## What to produce:
Locate each line below that includes "write" and reproduce it.

Saved entries:
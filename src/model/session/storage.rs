use std::collections::HashMap;
use std::io::ErrorKind;
use std::path::PathBuf;

use crate::error::Result;

/// Durable key-value storage for the session record.
///
/// The engine itself is out of scope; anything that can hold one string
/// per namespaced key will do.
pub trait Storage {
    fn read(&self, key: &str) -> Result<Option<String>>;
    fn write(&mut self, key: &str, value: &str) -> Result<()>;
    fn delete(&mut self, key: &str) -> Result<()>;
}

impl<S: Storage> Storage for &mut S {
    fn read(&self, key: &str) -> Result<Option<String>> {
        (**self).read(key)
    }

    fn write(&mut self, key: &str, value: &str) -> Result<()> {
        (**self).write(key, value)
    }

    fn delete(&mut self, key: &str) -> Result<()> {
        (**self).delete(key)
    }
}

/// Non-durable storage for tests and ephemeral sessions.
#[derive(Debug, Default)]
pub struct MemoryStorage {
    records: HashMap<String, String>,
}

impl Storage for MemoryStorage {
    fn read(&self, key: &str) -> Result<Option<String>> {
        Ok(self.records.get(key).cloned())
    }

    fn write(&mut self, key: &str, value: &str) -> Result<()> {
        self.records.insert(key.to_string(), value.to_string());
        Ok(())
    }

    fn delete(&mut self, key: &str) -> Result<()> {
        self.records.remove(key);
        Ok(())
    }
}

/// One JSON file per key under a base directory.
#[derive(Debug)]
pub struct FileStorage {
    dir: PathBuf,
}

impl FileStorage {
    pub fn new(dir: impl Into<PathBuf>) -> Self {
        Self { dir: dir.into() }
    }

    fn path_for(&self, key: &str) -> PathBuf {
        self.dir.join(format!("{key}.json"))
    }
}

impl Storage for FileStorage {
    fn read(&self, key: &str) -> Result<Option<String>> {
        match std::fs::read_to_string(self.path_for(key)) {
            Ok(value) => Ok(Some(value)),
            Err(err) if err.kind() == ErrorKind::NotFound => Ok(None),
            Err(err) => Err(err.into()),
        }
    }

    fn write(&mut self, key: &str, value: &str) -> Result<()> {
        std::fs::create_dir_all(&self.dir)?;
        std::fs::write(self.path_for(key), value)?;
        Ok(())
    }

    fn delete(&mut self, key: &str) -> Result<()> {
        match std::fs::remove_file(self.path_for(key)) {
            Ok(()) => Ok(()),
            Err(err) if err.kind() == ErrorKind::NotFound => Ok(()),
            Err(err) => Err(err.into()),
        }
    }
}

#[cfg(test)]
mod tests {
    use super::*;

    #[test]
    fn memory_round_trip() {
        let mut storage = MemoryStorage::default();
        assert_eq!(None, storage.read("vote-storage").unwrap());

        storage.write("vote-storage", "{}").unwrap();
        assert_eq!(Some("{}".to_string()), storage.read("vote-storage").unwrap());

        storage.delete("vote-storage").unwrap();
        assert_eq!(None, storage.read("vote-storage").unwrap());
    }

    #[test]
    fn file_round_trip() {
        let dir = tempfile::tempdir().unwrap();
        let mut storage = FileStorage::new(dir.path());

        assert_eq!(None, storage.read("vote-storage").unwrap());
        storage.write("vote-storage", r#"{"isLoggedIn":false}"#).unwrap();
        assert_eq!(
            Some(r#"{"isLoggedIn":false}"#.to_string()),
            storage.read("vote-storage").unwrap()
        );

        // Deleting a missing record is not an error.
        storage.delete("vote-storage").unwrap();
        storage.delete("vote-storage").unwrap();
    }
}
use log::warn;
use reqwest::StatusCode;
use serde::Deserialize;
use serde_json::json;

use crate::config::Config;
use crate::error::{Error, Result, SubmissionError};
use crate::model::ballot::{Roster, VotePayload};

/// Opaque receipt returned by a successful vote submission.
#[derive(Debug, Clone, PartialEq, Eq, Deserialize)]
pub struct ReferenceCode(String);

impl ReferenceCode {
    pub fn as_str(&self) -> &str {
        &self.0
    }
}

impl std::fmt::Display for ReferenceCode {
    fn fmt(&self, formatter: &mut std::fmt::Formatter<'_>) -> std::fmt::Result {
        write!(formatter, "{}", self.0)
    }
}

#[derive(Deserialize)]
struct TokenResponse {
    token: String,
}

#[derive(Deserialize)]
struct SubmitResponse {
    #[serde(rename = "referenceCode", alias = "ref_code")]
    reference_code: ReferenceCode,
}

/// Machine-readable error body returned by the election API.
#[derive(Deserialize)]
struct ErrorBody {
    #[serde(default)]
    message: Option<String>,
    #[serde(default)]
    reason: Option<String>,
}

/// Classify a rejected submission response.
///
/// A 409, or an explicit `ALREADY_VOTED` reason, proves a prior
/// submission won; other client errors are server-side rule violations;
/// everything else is transient.
pub(crate) fn classify_rejection(status: StatusCode, body: &str) -> SubmissionError {
    let parsed: Option<ErrorBody> = serde_json::from_str(body).ok();
    let reason = parsed.as_ref().and_then(|body| body.reason.as_deref());
    let message = parsed
        .as_ref()
        .and_then(|body| body.message.clone())
        .unwrap_or_else(|| status.to_string());

    if status == StatusCode::CONFLICT || reason == Some("ALREADY_VOTED") {
        SubmissionError::AlreadyVoted
    } else if status.is_client_error() {
        SubmissionError::ValidationRejected(message)
    } else {
        SubmissionError::NetworkOrServer(message)
    }
}

/// Thin client for the election REST API.
pub struct PortalClient {
    http: reqwest::Client,
    base_url: String,
}

impl PortalClient {
    pub fn new(config: &Config) -> Result<Self> {
        Ok(Self {
            http: reqwest::Client::builder()
                .timeout(config.request_timeout())
                .build()?,
            base_url: config.api_url().trim_end_matches('/').to_string(),
        })
    }

    /// Exchange an identity assertion for a session token.
    pub async fn exchange_identity(&self, id_token: &str) -> Result<String> {
        let response: TokenResponse = self
            .http
            .post(format!("{}/auth/google-login", self.base_url))
            .json(&json!({ "id_token": id_token }))
            .send()
            .await?
            .error_for_status()?
            .json()
            .await?;
        Ok(response.token)
    }

    /// Fetch the candidate lists for all three categories.
    pub async fn fetch_candidates(&self) -> Result<Roster> {
        Ok(self
            .http
            .get(format!("{}/candidates/getballots", self.base_url))
            .send()
            .await?
            .error_for_status()?
            .json()
            .await?)
    }

    /// Submit a serialized ballot. Rejections come back classified; a
    /// transport failure is indistinguishable from a server one and maps
    /// to the retryable class.
    pub async fn submit(&self, payload: &VotePayload) -> Result<ReferenceCode> {
        let response = self
            .http
            .post(format!("{}/vote/submit", self.base_url))
            .json(payload)
            .send()
            .await
            .map_err(|err| {
                warn!("Vote submission transport failure: {err}");
                Error::Submission(SubmissionError::NetworkOrServer(err.to_string()))
            })?;

        let status = response.status();
        if !status.is_success() {
            let body = response.text().await.unwrap_or_default();
            return Err(classify_rejection(status, &body).into());
        }

        let receipt: SubmitResponse = response.json().await?;
        Ok(receipt.reference_code)
    }
}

## Answer box:
    fn write(&mut self, key: &str, value: &str) -> Result<()>;
    fn write(&mut self, key: &str, value: &str) -> Result<()> {
        (**self).write(key, value)
    fn write(&mut self, key: &str, value: &str) -> Result<()> {
    fn write(&mut self, key: &str, value: &str) -> Result<()> {
        std::fs::write(self.path_for(key), value)?;
        storage.write("vote-storage", "{}").unwrap();
        storage.write("vote-storage", r#"{"isLoggedIn":false}"#).unwrap();
        write!(formatter, "{}", self.0)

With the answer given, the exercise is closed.